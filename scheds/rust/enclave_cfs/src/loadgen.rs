// SPDX-License-Identifier: GPL-2.0
//
// This software may be used and distributed according to the terms of the
// GNU General Public License version 2.

//! Dispatcher/worker load experiment.
//!
//! One dispatcher thread hands batches of synthetic requests to a pool of
//! worker threads through per-worker shared records, then reports request
//! latency percentiles. The handshake is the part that matters:
//!
//! - `num_requests` is written by the dispatcher with release ordering,
//!   and only when the worker last published 0; workers read it with
//!   acquire ordering. The `requests` buffer is only written while
//!   `num_requests == 0`.
//! - The dispatcher never marks a worker runnable unless it observed it
//!   idle.
//! - A worker marks itself idle *before* publishing `num_requests = 0`,
//!   so `wait_until_runnable` observes the dispatcher's wakeup edge and
//!   cannot sleep through a batch assigned in the window between the two
//!   stores.

use std::sync::atomic::{AtomicBool, AtomicUsize, Ordering};
use std::sync::{Arc, Condvar, Mutex};
use std::thread;
use std::time::{Duration, Instant};

use anyhow::{anyhow, Result};
use crossbeam::channel;
use log::{debug, info};

/// One synthetic request; timestamps capture queueing and service time.
#[derive(Debug, Clone, Copy)]
struct Request {
    assigned: Instant,
}

/// Per-worker wait primitive: runnable/idle flags with a wakeup edge.
struct WaitCell {
    runnable: Mutex<bool>,
    cv: Condvar,
}

/// Per-thread wait state for the worker pool.
pub struct ThreadWait {
    cells: Vec<WaitCell>,
}

impl ThreadWait {
    pub fn new(num_threads: usize) -> Self {
        ThreadWait {
            cells: (0..num_threads)
                .map(|_| WaitCell {
                    runnable: Mutex::new(false),
                    cv: Condvar::new(),
                })
                .collect(),
        }
    }

    pub fn mark_runnable(&self, sid: usize) {
        let mut runnable = self.cells[sid].runnable.lock().unwrap();
        *runnable = true;
        self.cells[sid].cv.notify_one();
    }

    pub fn mark_idle(&self, sid: usize) {
        let mut runnable = self.cells[sid].runnable.lock().unwrap();
        *runnable = false;
    }

    pub fn wait_until_runnable(&self, sid: usize) {
        let mut runnable = self.cells[sid].runnable.lock().unwrap();
        while !*runnable {
            runnable = self.cells[sid].cv.wait(runnable).unwrap();
        }
    }
}

/// The shared record the dispatcher and one worker exchange work through.
struct WorkerWork {
    /// Number of requests in `requests`. Dispatcher stores with release
    /// (only after observing 0); worker loads with acquire and publishes
    /// 0 with release when done.
    num_requests: AtomicUsize,
    /// Written by the dispatcher only while `num_requests == 0`.
    requests: Mutex<Vec<Request>>,
}

/// Load experiment parameters.
#[derive(Debug, Clone)]
pub struct LoadgenConfig {
    pub num_workers: usize,
    pub total_requests: usize,
    pub batch: usize,
    pub service_time: Duration,
}

/// What the experiment measured.
#[derive(Debug)]
pub struct LoadgenReport {
    pub processed: usize,
    pub elapsed: Duration,
    latencies_us: Vec<u64>,
}

impl LoadgenReport {
    pub fn percentile(&self, p: f64) -> u64 {
        percentile(&self.latencies_us, p)
    }

    pub fn log_summary(&self) {
        let throughput = self.processed as f64 / self.elapsed.as_secs_f64();
        info!(
            "processed {} requests in {:.2?} ({:.0} req/s)",
            self.processed, self.elapsed, throughput
        );
        info!(
            "latency us: p50={} p95={} p99={} max={}",
            self.percentile(50.0),
            self.percentile(95.0),
            self.percentile(99.0),
            self.latencies_us.last().copied().unwrap_or(0)
        );
    }
}

fn percentile(sorted: &[u64], p: f64) -> u64 {
    if sorted.is_empty() {
        return 0;
    }
    let rank = (p / 100.0 * (sorted.len() - 1) as f64).round() as usize;
    sorted[rank.min(sorted.len() - 1)]
}

/// Spin for the request's service time. Burning CPU rather than sleeping
/// keeps the workers runnable the whole time, like the database workload
/// this models.
fn serve(service_time: Duration) {
    let start = Instant::now();
    while start.elapsed() < service_time {
        std::hint::spin_loop();
    }
}

fn worker_loop(
    sid: usize,
    work: Arc<WorkerWork>,
    wait: Arc<ThreadWait>,
    exit: Arc<AtomicBool>,
    service_time: Duration,
) -> Vec<u64> {
    let mut latencies_us = Vec::new();
    debug!("worker {sid} up");
    wait.wait_until_runnable(sid);

    loop {
        let num_requests = work.num_requests.load(Ordering::Acquire);
        if num_requests > 0 {
            let batch: Vec<Request> = work.requests.lock().unwrap().drain(..).collect();
            debug_assert_eq!(batch.len(), num_requests);
            for request in batch {
                // Latency spans assignment to completion: the wait to be
                // scheduled plus the service time.
                serve(service_time);
                latencies_us.push(request.assigned.elapsed().as_micros() as u64);
            }

            // Idle first, then publish 0 with release. Doing it the other
            // way around lets the dispatcher assign a batch and mark us
            // runnable in the gap, after which our own mark_idle would
            // swallow the wakeup and strand the batch.
            wait.mark_idle(sid);
            work.num_requests.store(0, Ordering::Release);
        } else if exit.load(Ordering::Acquire) {
            break;
        } else {
            // Woken with nothing to do; go idle again, but re-check for a
            // batch that landed in the meantime so marking idle cannot
            // swallow its wakeup.
            wait.mark_idle(sid);
            if work.num_requests.load(Ordering::Acquire) != 0 {
                continue;
            }
        }
        wait.wait_until_runnable(sid);
    }

    debug!("worker {sid} done ({} requests)", latencies_us.len());
    latencies_us
}

/// Run the experiment: spawn the workers, feed them every request, wait
/// for the pool to drain, and collect latencies.
pub fn run(config: &LoadgenConfig) -> Result<LoadgenReport> {
    if config.num_workers == 0 || config.batch == 0 {
        return Err(anyhow!("loadgen needs at least one worker and batch >= 1"));
    }
    info!(
        "loadgen: {} workers, {} requests, batch {}, service {:?}",
        config.num_workers, config.total_requests, config.batch, config.service_time
    );

    let wait = Arc::new(ThreadWait::new(config.num_workers));
    let exit = Arc::new(AtomicBool::new(false));
    let works: Vec<Arc<WorkerWork>> = (0..config.num_workers)
        .map(|_| {
            Arc::new(WorkerWork {
                num_requests: AtomicUsize::new(0),
                requests: Mutex::new(Vec::new()),
            })
        })
        .collect();

    // Ingress queue: all requests exist up front; the dispatcher drains
    // it into worker batches as workers go idle.
    let (tx, rx) = channel::unbounded::<()>();
    for _ in 0..config.total_requests {
        tx.send(()).expect("ingress queue");
    }
    drop(tx);

    let started = Instant::now();
    let service_time = config.service_time;
    let mut handles = Vec::with_capacity(config.num_workers);
    for sid in 0..config.num_workers {
        let work = works[sid].clone();
        let wait = wait.clone();
        let exit = exit.clone();
        handles.push(
            thread::Builder::new()
                .name(format!("loadgen-worker-{sid}"))
                .spawn(move || worker_loop(sid, work, wait, exit, service_time))?,
        );
    }

    // Dispatcher: batch requests onto idle workers until the ingress
    // queue is drained and every worker has gone idle again.
    let mut remaining = config.total_requests;
    loop {
        let mut all_idle = true;
        for sid in 0..config.num_workers {
            // Acquire pairs with the worker's release store of 0; only an
            // idle worker may be handed a batch.
            if works[sid].num_requests.load(Ordering::Acquire) != 0 {
                all_idle = false;
                continue;
            }
            if remaining == 0 {
                continue;
            }

            let mut batch = Vec::with_capacity(config.batch);
            while batch.len() < config.batch {
                match rx.try_recv() {
                    Ok(()) => batch.push(Request {
                        assigned: Instant::now(),
                    }),
                    Err(_) => break,
                }
            }
            if batch.is_empty() {
                continue;
            }

            remaining -= batch.len();
            let len = batch.len();
            *works[sid].requests.lock().unwrap() = batch;
            works[sid].num_requests.store(len, Ordering::Release);
            wait.mark_runnable(sid);
            all_idle = false;
        }

        if remaining == 0 && all_idle {
            break;
        }
        thread::yield_now();
    }

    // Shut the pool down: exit flag first, then wake everyone so they
    // observe it.
    exit.store(true, Ordering::Release);
    for sid in 0..config.num_workers {
        wait.mark_runnable(sid);
    }

    let mut latencies_us = Vec::with_capacity(config.total_requests);
    for handle in handles {
        let worker_lat = handle
            .join()
            .map_err(|_| anyhow!("loadgen worker panicked"))?;
        latencies_us.extend(worker_lat);
    }
    latencies_us.sort_unstable();

    Ok(LoadgenReport {
        processed: latencies_us.len(),
        elapsed: started.elapsed(),
        latencies_us,
    })
}

#[cfg(test)]
mod tests {
    use super::*;

    #[test]
    fn test_all_requests_processed_exactly_once() {
        let config = LoadgenConfig {
            num_workers: 3,
            total_requests: 200,
            batch: 7,
            service_time: Duration::from_micros(5),
        };
        let report = run(&config).unwrap();
        assert_eq!(report.processed, 200);
    }

    #[test]
    fn test_single_worker_drains_queue() {
        let config = LoadgenConfig {
            num_workers: 1,
            total_requests: 50,
            batch: 50,
            service_time: Duration::from_micros(1),
        };
        let report = run(&config).unwrap();
        assert_eq!(report.processed, 50);
        assert!(report.percentile(50.0) <= report.percentile(99.0));
    }

    #[test]
    fn test_percentile_bounds() {
        assert_eq!(percentile(&[], 50.0), 0);
        assert_eq!(percentile(&[10], 99.0), 10);
        let v: Vec<u64> = (1..=100).collect();
        assert_eq!(percentile(&v, 0.0), 1);
        assert_eq!(percentile(&v, 100.0), 100);
    }
}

-*-*-

** Exercise aim **
Across the entries, how many lines hold the word "batches"? Say only the number.

** Task response **
2